К тому же в эту, по сути, первую встречу я испытал очень сильное ощущение, которое потом много раз повторялось, когда в процессе общения с Г. С. решались какие-то важные вопросы, касающиеся судьбы (в моем случае — судьбы фильма, во встречах с ее учениками — их судьбы, во время интервью с ее бывшими партнерами — судьбы их ролей или их отношений с Г. С.). Я долго и мучительно пытался сформулировать суть его, и, пожалуй, осмысленнее всего это выглядит через вот какую метафору в жанре «занимательная пунктуация», помните? — «казнить нельзя помиловать» — чья-то судьба зависит от того, куда поставить запятую. Так вот представьте себе: ходит женщина, носит эту запятую в своем ридикюле, и как она ею распорядится, не угадать… «казнить нельзя помиловать…» Не размахивает ею, упаси боже, не грозит — не вспоминает о ней даже, а вы эту запятую постоянно ощущаете, и присутствие этого человека или даже отсутствие его вырастает в значении неизмеримо, даже если человек не предпринимает для этого никаких видимых усилий.

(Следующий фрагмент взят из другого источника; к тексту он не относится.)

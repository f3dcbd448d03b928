//! System services the core relies on.
//!
//! The core never touches hardware directly. Time, the watchdog and reboot
//! come from a [`Platform`] implementation supplied by the firmware; the
//! provisioning trigger lives in [`provisioning`].
//!
//! ```rust
//! use iotlink::system::Platform;
//!
//! struct Board { millis: u64, kicks: u32 }
//!
//! impl Platform for Board {
//!     fn now_ms(&self) -> u64 { self.millis }
//!     fn kick_watchdog(&mut self) { self.kicks += 1; }
//!     fn reboot(&mut self) { /* hand over to the reset controller */ }
//! }
//! ```

/// Long-press provisioning trigger and the persisted force flag.
pub mod provisioning;

/// Board-level services: clock, watchdog and reset.
pub trait Platform {
    /// Monotonic milliseconds since boot.
    fn now_ms(&self) -> u64;

    /// Feeds the hardware watchdog. Called at the start of every tick.
    fn kick_watchdog(&mut self) {}

    /// Restarts the device.
    fn reboot(&mut self);
}

/// Whether the core is running or has ceded the network to an exclusive
/// collaborator such as a firmware upload.
#[derive(Debug, PartialEq, Eq, Clone, Copy)]
pub enum Mode {
    /// Normal polling.
    Active,
    /// Guards paused; only the watchdog is serviced.
    Suspended,
}

#[cfg(feature = "defmt")]
impl defmt::Format for Mode {
    fn format(&self, f: defmt::Formatter) {
        match self {
            Mode::Active => defmt::write!(f, "Active"),
            Mode::Suspended => defmt::write!(f, "Suspended"),
        }
    }
}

Не знаю, сумел ли я толком это объяснить, тем более что и сам сподобился это сформулировать только сейчас, много лет спустя после описываемой истории.
Итак, итог:
— Вы сделали о Галине Сергеевне фильм как о покойнице. Мы задумывали совершенно другую картину.
— Вы даже не сочли нужным познакомиться с Г. С., да что с Г. С. — вы даже не видели сценария.

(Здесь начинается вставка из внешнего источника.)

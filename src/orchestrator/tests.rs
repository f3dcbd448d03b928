use super::*;

const WINDOW: u64 = 3_000;

/// Drives one tick the way the runtime does, announcing immediately.
fn tick(o: &mut Orchestrator, attached: bool, session: bool, now: u64) -> Step {
    let step = o.step(attached, session);
    if step.announce {
        o.announced(now);
    }
    o.settle(now);
    step
}

#[test]
fn test_pure_transitions() {
    assert_eq!(CommState::Disconnected.on_link(false, false), CommState::Attaching);
    assert_eq!(CommState::Attaching.on_link(true, false), CommState::SessionPending);
    assert_eq!(CommState::SessionPending.on_link(true, true), CommState::Announcing);
    assert_eq!(CommState::Ready.on_link(true, true), CommState::Ready);
    assert_eq!(CommState::Ready.on_link(true, false), CommState::SessionPending);
    assert_eq!(CommState::Ready.on_link(false, true), CommState::Attaching);
    assert_eq!(
        CommState::Announcing.on_announced(100, WINDOW),
        CommState::Flushing { until: 3_100 }
    );
    assert_eq!(CommState::Ready.on_announced(100, WINDOW), CommState::Ready);
    assert_eq!(
        CommState::Flushing { until: 3_100 }.on_clock(3_099),
        CommState::Flushing { until: 3_100 }
    );
    assert_eq!(CommState::Flushing { until: 3_100 }.on_clock(3_100), CommState::Ready);
}

#[test]
fn test_session_active_and_suppression() {
    assert!(!CommState::SessionPending.session_active());
    assert!(CommState::Announcing.session_active());
    assert!(CommState::Flushing { until: 10 }.session_active());
    assert!(CommState::Ready.session_active());

    assert!(CommState::Flushing { until: 10 }.suppresses_inbound(9));
    assert!(!CommState::Flushing { until: 10 }.suppresses_inbound(10));
    assert!(!CommState::Ready.suppresses_inbound(0));
}

#[test]
fn test_full_sequence() {
    let mut o = Orchestrator::new(WINDOW);
    assert_eq!(o.state(), CommState::Disconnected);

    let step = tick(&mut o, false, false, 0);
    assert_eq!(step, Step::default());
    assert_eq!(o.state(), CommState::Attaching);

    let step = tick(&mut o, true, false, 100);
    assert!(step.attached);
    assert!(!step.announce);
    assert_eq!(o.state(), CommState::SessionPending);
    assert!(!o.session_active());

    let step = tick(&mut o, true, true, 200);
    assert!(step.announce);
    assert_eq!(o.state(), CommState::Flushing { until: 3_200 });
    assert!(o.session_active());
    assert!(o.suppresses_inbound(200));
    assert!(!o.became_ready());

    tick(&mut o, true, true, 3_199);
    assert!(!o.became_ready());

    tick(&mut o, true, true, 3_200);
    assert_eq!(o.state(), CommState::Ready);
    assert!(o.became_ready());
    assert!(!o.became_ready());
}

#[test]
fn test_became_ready_once_per_cycle() {
    let mut o = Orchestrator::new(WINDOW);
    let mut edges = 0;
    let mut now = 0;
    for _ in 0..20 {
        tick(&mut o, true, true, now);
        if o.became_ready() {
            edges += 1;
        }
        now += 500;
    }
    assert_eq!(edges, 1);

    // Session drops, then comes back.
    tick(&mut o, true, false, now);
    assert_eq!(o.state(), CommState::SessionPending);
    assert!(!o.became_ready());
    for _ in 0..20 {
        now += 500;
        tick(&mut o, true, true, now);
        if o.became_ready() {
            edges += 1;
        }
    }
    assert_eq!(edges, 2);
}

#[test]
fn test_unread_edge_expires_next_tick() {
    let mut o = Orchestrator::new(0);
    tick(&mut o, true, true, 0);
    assert_eq!(o.state(), CommState::Ready);
    tick(&mut o, true, true, 1);
    assert!(!o.became_ready());
}

#[test]
fn test_fully_ready_needs_confirmation() {
    let mut o = Orchestrator::new(WINDOW);
    tick(&mut o, true, true, 0);
    tick(&mut o, true, true, WINDOW);
    assert_eq!(o.state(), CommState::Ready);
    assert!(!o.is_fully_ready());

    o.confirm_ready();
    assert!(o.is_fully_ready());

    // Sticky while the session holds.
    tick(&mut o, true, true, WINDOW + 10_000);
    assert!(o.is_fully_ready());

    // A drop clears it, and so does the confirmation.
    tick(&mut o, false, false, WINDOW + 20_000);
    assert!(!o.is_fully_ready());
    tick(&mut o, true, true, WINDOW + 30_000);
    tick(&mut o, true, true, 2 * WINDOW + 30_000);
    assert_eq!(o.state(), CommState::Ready);
    assert!(!o.is_fully_ready());
}

#[test]
fn test_restart_forgets_everything() {
    let mut o = Orchestrator::new(WINDOW);
    tick(&mut o, true, true, 0);
    tick(&mut o, true, true, WINDOW);
    o.confirm_ready();
    o.restart();
    assert_eq!(o.state(), CommState::Disconnected);
    assert!(!o.is_fully_ready());
    assert!(!o.session_active());

    // Linked and in session right away: announces again.
    let step = tick(&mut o, true, true, 2 * WINDOW);
    assert!(step.attached);
    assert!(step.announce);
}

Да видел я этот сценарий! Типичный пересказ буквами «Революционного этюда» Шопена или «Героической симфонии» Бетховена! Читать можно — снимать нечего.

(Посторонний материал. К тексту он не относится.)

//! The polling core.
//!
//! [`Runtime`] owns the entity registry, both guards, the orchestrator and
//! the collaborators they drive. Call [`Runtime::tick`] once per scheduling
//! quantum; it never blocks. Each tick, in order:
//!
//! 1. kicks the watchdog (also while suspended),
//! 2. polls the network guard, then the session guard if attached,
//! 3. advances the orchestrator, announcing discovery and subscribing when a
//!    session has just opened,
//! 4. drains up to `inbound_budget` messages from the session into the
//!    registry, honoring the flush window,
//! 5. closes the flush window once its deadline has passed.
//!
//! The application reads [`became_ready`](Runtime::became_ready),
//! [`publish_allowed`](Runtime::publish_allowed) and
//! [`is_fully_ready`](Runtime::is_fully_ready), and reads or writes entities
//! through the runtime so that persistence and publishing stay consistent.

use log::{debug, info, warn};
use rand_core::RngCore;

use crate::config::{CoreConfig, NetConfig};
use crate::discovery;
use crate::entity::{EntityBridge, Registry};
use crate::mediator::{Mediator, Outbound};
use crate::network::{NetworkGuard, NetworkInterface};
use crate::orchestrator::{CommState, Orchestrator};
use crate::session::{BrokerSession, QoS, SessionGuard};
use crate::storage::KeyValueStore;
use crate::system::provisioning::{self, ButtonEvent, ProvisioningButton};
use crate::system::{Mode, Platform};

/// The collaborators a [`Runtime`] drives.
#[derive(Debug)]
pub struct Peripherals<N, B, S, P, R> {
    /// Link-layer driver.
    pub network: N,
    /// Broker client.
    pub session: B,
    /// Persistence for CONTROL entities.
    pub store: S,
    /// Clock, watchdog and reset.
    pub platform: P,
    /// Jitter source for retry backoff.
    pub rng: R,
}

/// Connection core and entity owner.
#[derive(Debug)]
pub struct Runtime<'a, N, B, S, P, R> {
    registry: Registry<'a>,
    net: NetConfig,
    config: CoreConfig<'a>,
    discovery: Option<&'a str>,
    iface: N,
    session: B,
    store: S,
    platform: P,
    rng: R,
    network_guard: NetworkGuard,
    session_guard: SessionGuard,
    orchestrator: Orchestrator,
    mode: Mode,
}

impl<'a, N, B, S, P, R> Runtime<'a, N, B, S, P, R>
where
    N: NetworkInterface,
    B: BrokerSession,
    S: KeyValueStore,
    P: Platform,
    R: RngCore,
{
    /// Assembles the core. Entities are not initialized yet; call
    /// [`init`](Self::init) before the first tick.
    pub fn new(
        registry: Registry<'a>,
        net: NetConfig,
        config: CoreConfig<'a>,
        parts: Peripherals<N, B, S, P, R>,
    ) -> Self {
        Self {
            network_guard: NetworkGuard::new(config.timing),
            session_guard: SessionGuard::new(&config),
            orchestrator: Orchestrator::new(config.timing.flush_window_ms),
            registry,
            net,
            config,
            discovery: None,
            iface: parts.network,
            session: parts.session,
            store: parts.store,
            platform: parts.platform,
            rng: parts.rng,
            mode: Mode::Active,
        }
    }

    /// Sets the discovery document announced on every new session.
    pub fn with_discovery(mut self, payload: &'a str) -> Self {
        self.discovery = Some(payload);
        self
    }

    /// Replaces the discovery document.
    pub fn set_discovery(&mut self, payload: Option<&'a str>) {
        self.discovery = payload;
    }

    /// Restores every entity from the store or its default and logs the table.
    pub fn init(&mut self) {
        self.registry.init_all(&mut self.store);
        self.registry.log_summary();
    }

    /// Runs one non-blocking step of the core.
    pub fn tick(&mut self) {
        self.platform.kick_watchdog();
        if self.mode == Mode::Suspended {
            return;
        }
        let now = self.platform.now_ms();

        let attached = self
            .network_guard
            .poll(&mut self.iface, &self.net, now, &mut self.rng);
        let session = attached
            && self
                .session_guard
                .poll(&mut self.session, &self.net, now, &mut self.rng);

        let step = self.orchestrator.step(attached, session);
        if step.attached {
            self.on_attached();
        }
        if step.announce {
            self.announce();
            self.orchestrator.announced(now);
        }

        if self.orchestrator.session_active() {
            self.pump(now);
        }
        self.orchestrator.settle(now);
    }

    /// `true` exactly once, on the tick the pipeline became ready.
    pub fn became_ready(&mut self) -> bool {
        self.orchestrator.became_ready()
    }

    /// `true` while outbound publications reach the broker.
    ///
    /// Requires an open session and, when configured, the supervisor-status
    /// entity reading true.
    pub fn publish_allowed(&self) -> bool {
        self.mode == Mode::Active && self.orchestrator.session_active() && self.supervisor_online()
    }

    /// Pipeline ready and confirmed with [`confirm_ready`](Self::confirm_ready).
    pub fn is_fully_ready(&self) -> bool {
        self.mode == Mode::Active && self.orchestrator.is_fully_ready()
    }

    /// Tells the core that the application has published its startup state.
    pub fn confirm_ready(&mut self) {
        self.orchestrator.confirm_ready();
    }

    pub fn state(&self) -> CommState {
        self.orchestrator.state()
    }

    pub fn mode(&self) -> Mode {
        self.mode
    }

    /// Hands the network to an exclusive collaborator.
    ///
    /// The session is closed, the link is left up and polling stops until
    /// [`resume`](Self::resume). Only the watchdog keeps being serviced.
    pub fn suspend(&mut self) {
        if self.mode == Mode::Suspended {
            return;
        }
        info!("[Core] suspending broker activity");
        self.session_guard.disconnect(&mut self.session);
        self.orchestrator.restart();
        self.mode = Mode::Suspended;
    }

    /// Takes the network back after [`suspend`](Self::suspend).
    ///
    /// Retry timers restart from scratch and the session is rebuilt,
    /// including discovery and subscriptions.
    pub fn resume(&mut self) {
        if self.mode == Mode::Active {
            return;
        }
        info!("[Core] resuming");
        self.network_guard.reset_timers();
        self.session_guard.reset_timers();
        self.orchestrator.restart();
        self.mode = Mode::Active;
    }

    /// Closes the broker session only; the guard reopens it on a later tick.
    pub fn disconnect_session(&mut self) {
        self.session_guard.disconnect(&mut self.session);
    }

    /// Inbound entry point for transports that deliver by callback.
    ///
    /// Returns `true` if an entity consumed the message. Messages are dropped
    /// while suspended.
    pub fn dispatch_inbound(&mut self, topic: &str, payload: &str) -> bool {
        if self.mode == Mode::Suspended {
            debug!("[Core] suspended, dropping inbound on {}", topic);
            return false;
        }
        let now = self.platform.now_ms();
        let suppress = self.orchestrator.suppresses_inbound(now);
        let allowed = self.publish_allowed();
        let mut mediator = Mediator::new(&mut self.session, allowed, suppress)
            .with_delivery(self.config.state_qos, self.config.retain_states);
        mediator.route_inbound(&mut self.registry, &mut self.store, topic, payload)
    }

    pub fn entity(&self, name: &str) -> Option<&EntityBridge<'a>> {
        self.registry.get(name)
    }

    pub fn registry(&self) -> &Registry<'a> {
        &self.registry
    }

    /// Current text value of an entity.
    pub fn read(&self, name: &str) -> Option<&str> {
        self.registry.get(name).map(|b| b.read())
    }

    /// Consumes a pending change of an entity. Unknown names report `false`.
    pub fn on_change(&mut self, name: &str) -> bool {
        self.registry.get_mut(name).is_some_and(|b| b.on_change())
    }

    /// Writes an entity's value. Returns `false` for unknown names.
    pub fn write(&mut self, name: &str, value: &str) -> bool {
        self.with_entity(name, |bridge, store, out| bridge.write(value, store, out))
    }

    pub fn write_float(&mut self, name: &str, value: f32) -> bool {
        self.with_entity(name, |bridge, store, out| bridge.write_float(value, store, out))
    }

    pub fn write_int(&mut self, name: &str, value: i32) -> bool {
        self.with_entity(name, |bridge, store, out| bridge.write_int(value, store, out))
    }

    pub fn write_bool(&mut self, name: &str, value: bool) -> bool {
        self.with_entity(name, |bridge, store, out| bridge.write_bool(value, store, out))
    }

    /// Publishes an entity's current value. Returns `false` for unknown names.
    pub fn publish_value(&mut self, name: &str) -> bool {
        self.with_entity(name, |bridge, _, out| bridge.publish_value(out))
    }

    /// Publishes every CONTROL entity's current value.
    pub fn publish_all(&mut self) {
        let allowed = self.publish_allowed();
        let mut mediator = Mediator::new(&mut self.session, allowed, false)
            .with_delivery(self.config.state_qos, self.config.retain_states);
        self.registry.publish_all(&mut mediator);
    }

    /// Wipes persisted values and clears every entity in memory.
    pub fn reset_all(&mut self) {
        self.registry.reset_all(&mut self.store);
    }

    /// Logs `msg` and mirrors it to the configured log topic when possible.
    pub fn log_book(&mut self, msg: &str) {
        info!("[LogBook] {}", msg);
        if let Some(topic) = self.config.log_topic {
            let allowed = self.publish_allowed();
            Mediator::new(&mut self.session, allowed, false).publish(topic, msg, false);
        }
    }

    /// Feeds the provisioning button state.
    ///
    /// A long press sets the force-provisioning flag; releasing afterwards
    /// reboots the device.
    pub fn poll_provisioning_button(&mut self, button: &mut ProvisioningButton, pressed: bool) -> ButtonEvent {
        let now = self.platform.now_ms();
        let event = button.poll(pressed, now);
        match event {
            ButtonEvent::Armed => {
                info!("[Core] long press, provisioning forced");
                provisioning::set_force_provisioning(&mut self.store, true);
            }
            ButtonEvent::Restart => {
                info!("[Core] button released, rebooting into provisioning");
                self.platform.reboot();
            }
            ButtonEvent::None => {}
        }
        event
    }

    /// Reboots through the platform.
    pub fn reboot(&mut self) {
        self.platform.reboot();
    }

    /// Mutable access to the persistence store.
    pub fn store_mut(&mut self) -> &mut S {
        &mut self.store
    }

    /// Mutable access to the broker client.
    pub fn session_mut(&mut self) -> &mut B {
        &mut self.session
    }

    /// Mutable access to the network driver.
    pub fn network_mut(&mut self) -> &mut N {
        &mut self.iface
    }

    pub fn platform_mut(&mut self) -> &mut P {
        &mut self.platform
    }

    fn with_entity<F>(&mut self, name: &str, f: F) -> bool
    where
        F: FnOnce(&mut EntityBridge<'a>, &mut S, &mut Mediator<'_, B>),
    {
        let allowed = self.publish_allowed();
        let Some(bridge) = self.registry.get_mut(name) else {
            warn!("[Core] no entity named '{}'", name);
            return false;
        };
        let mut mediator = Mediator::new(&mut self.session, allowed, false)
            .with_delivery(self.config.state_qos, self.config.retain_states);
        f(bridge, &mut self.store, &mut mediator);
        true
    }

    fn supervisor_online(&self) -> bool {
        match self.config.supervisor_status {
            Some(name) => self.registry.get(name).is_some_and(|b| b.read_bool()),
            None => true,
        }
    }

    fn on_attached(&mut self) {
        match self.iface.link_info() {
            Some(info) => info!(
                "[Core] link up: ip {}.{}.{}.{} rssi {} dBm channel {} bssid {:02x}:{:02x}:{:02x}:{:02x}:{:02x}:{:02x}",
                info.ip[0],
                info.ip[1],
                info.ip[2],
                info.ip[3],
                info.rssi,
                info.channel,
                info.bssid[0],
                info.bssid[1],
                info.bssid[2],
                info.bssid[3],
                info.bssid[4],
                info.bssid[5]
            ),
            None => info!("[Core] link up"),
        }
        if let Err(e) = self.iface.announce_hostname(&self.net.device_id) {
            warn!("[Core] hostname announce failed: {:?}", e);
        }
    }

    fn announce(&mut self) {
        match discovery::prepare(self.discovery, self.config.discovery_prefix, &self.net.device_id) {
            Ok((payload, topic, count)) => {
                match self.session.publish(&topic, payload.as_bytes(), QoS::AtLeastOnce, true) {
                    Ok(()) => info!("[Core] discovery announced: {} components on {}", count, topic),
                    Err(e) => warn!("[Core] discovery publish failed: {:?}", e),
                }
            }
            Err(e) => warn!("[Core] discovery skipped: {:?}", e),
        }

        let mut subscribed = 0;
        for topic in self.registry.inbound_topics() {
            match self.session.subscribe(topic, QoS::AtMostOnce) {
                Ok(()) => subscribed += 1,
                Err(e) => warn!("[Core] subscribe to {} failed: {:?}", topic, e),
            }
        }
        info!("[Core] subscribed to {} topics", subscribed);
    }

    fn pump(&mut self, now: u64) {
        for _ in 0..self.config.inbound_budget {
            let msg = match self.session.poll() {
                Ok(Some(msg)) => msg,
                Ok(None) => break,
                Err(e) => {
                    warn!("[Core] inbound poll failed: {:?}", e);
                    break;
                }
            };
            let Some(payload) = msg.payload_str() else {
                warn!("[Core] non-UTF-8 payload on {}, dropped", msg.topic);
                continue;
            };

            let suppress = self.orchestrator.suppresses_inbound(now);
            let allowed = self.publish_allowed();
            let mut mediator = Mediator::new(&mut self.session, allowed, suppress)
                .with_delivery(self.config.state_qos, self.config.retain_states);
            mediator.route_inbound(&mut self.registry, &mut self.store, &msg.topic, payload);
        }
    }
}
use rand_core::RngCore;

use crate::config::Timing;

/// Attempt spacing with exponential growth and a fixed ceiling.
///
/// After the `n`-th consecutive failure the next delay is
/// `(base << n) + jitter` for `n` up to `max_shift`, and `ceiling` beyond.
/// Jitter is drawn from `[0, jitter_ms)`.
#[derive(Debug, Clone)]
pub struct Backoff {
    failures: u8,
    delay_ms: u64,
    last_attempt: Option<u64>,
}

impl Backoff {
    pub const fn new() -> Self {
        Self {
            failures: 0,
            delay_ms: 0,
            last_attempt: None,
        }
    }

    /// Consecutive failures since the last success.
    pub fn failures(&self) -> u8 {
        self.failures
    }

    /// Current minimum spacing before the next attempt.
    pub fn delay_ms(&self) -> u64 {
        self.delay_ms
    }

    /// Milliseconds since the last attempt; `u64::MAX` if there was none.
    pub fn since_attempt(&self, now: u64) -> u64 {
        elapsed(self.last_attempt, now)
    }

    /// `true` once the current delay has passed since the last attempt.
    pub fn elapsed(&self, now: u64) -> bool {
        self.since_attempt(now) >= self.delay_ms
    }

    /// Clears the failure count and delay. The last attempt time is kept.
    pub fn reset(&mut self) {
        self.failures = 0;
        self.delay_ms = 0;
    }

    /// Forgets everything, including when the last attempt happened.
    pub fn forget(&mut self) {
        *self = Self::new();
    }

    /// Records an attempt at `now` that counts as a failure until proven
    /// otherwise, and returns the new delay.
    pub fn record_attempt<R: RngCore>(&mut self, now: u64, timing: &Timing, rng: &mut R) -> u64 {
        self.failures = self.failures.saturating_add(1);
        let jitter = match timing.jitter_ms {
            0 => 0,
            bound => rng.next_u32() % bound,
        };
        self.delay_ms = next_delay(self.failures, jitter, timing);
        self.last_attempt = Some(now);
        self.delay_ms
    }

    /// Stamps an attempt at `now` without touching the failure count.
    pub fn mark_attempt(&mut self, now: u64) {
        self.last_attempt = Some(now);
    }
}

impl Default for Backoff {
    fn default() -> Self {
        Self::new()
    }
}

/// Delay after `failures` consecutive failures with the given jitter.
pub fn next_delay(failures: u8, jitter: u32, timing: &Timing) -> u64 {
    match failures {
        0 => 0,
        n if n <= timing.backoff_max_shift => (timing.backoff_base_ms << n) + u64::from(jitter),
        _ => timing.backoff_ceiling_ms,
    }
}

/// Milliseconds from `since` to `now`; `u64::MAX` when `since` is unset.
pub(crate) fn elapsed(since: Option<u64>, now: u64) -> u64 {
    since.map_or(u64::MAX, |t| now.saturating_sub(t))
}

Начальство тихо отползло в сторону:
— Не будем вмешиваться в творческий процесс (акта-то подписанного нет!)… Когда творцы договорятся о совместном решении — мы готовы его поддержать.
И Володя с Катей куда-то исчезли.
А экзекуция продолжалась.
— Мы хотели дать зрителю почувствовать время, детали, Питер, детство… А что вы сделали? Опять легенду!
Когда тебя жарят на сковородке, поздно вспоминать, на какую наживку ты клюнул. Но для меня важно, что я клюнул именно на эту. И в конечном итоге смыслом моей сдачи в плен, смыслом целого года полудобровольного рабства было: разрушить Легенду.
Согласился я далеко не сразу. Я не капризничал, я приходил в себя после провала. Г. С. звонила мне дважды, причем первый раз что-то очень поздно, около полуночи, чем несказанно удивила мою маму (в мамин вариант легенды о Г. С. ночные звонки не вписывались). И в этом разговоре обнаружилось еще одно улановское качество, которое я впоследствии сносил так же безропотно, как в первый раз спросонья: избирательность слуха. Галина Сергеевна слышала не все, что вы ей говорили, а только то, на что считала возможным или нужным ответить или отреагировать. В тот первый раз она просто не слышала моих возражений. Она со мной говорила о будущем фильме.
И здесь, как мне показалось, возникла необходимость объяснить читателю ситуацию, которую мы и сами начинаем потихоньку забывать, — что, где, как и когда. Я не буду про весь застой, я только про свое маленькое отхожее застойное место, именуемое музыкальной студией творческого объединения «Экран» Центрального телевидения в начале 1981 года.
Студия была похожа на мастерскую придворного портретиста времен абсолютных монархий, а представление о герое фильма-портрета как о сановном заказчике пришло ко мне лично после работы с Г. С.
До того мне везло. Везло в том, что мои первые герои обладали безусловным чувством юмора: Утесов, Соловьев-Седой, Ведерников… Я убежден, что люди с юмором могут быть суетными, но на памятник себе и при жизни у них пафоса не хватает.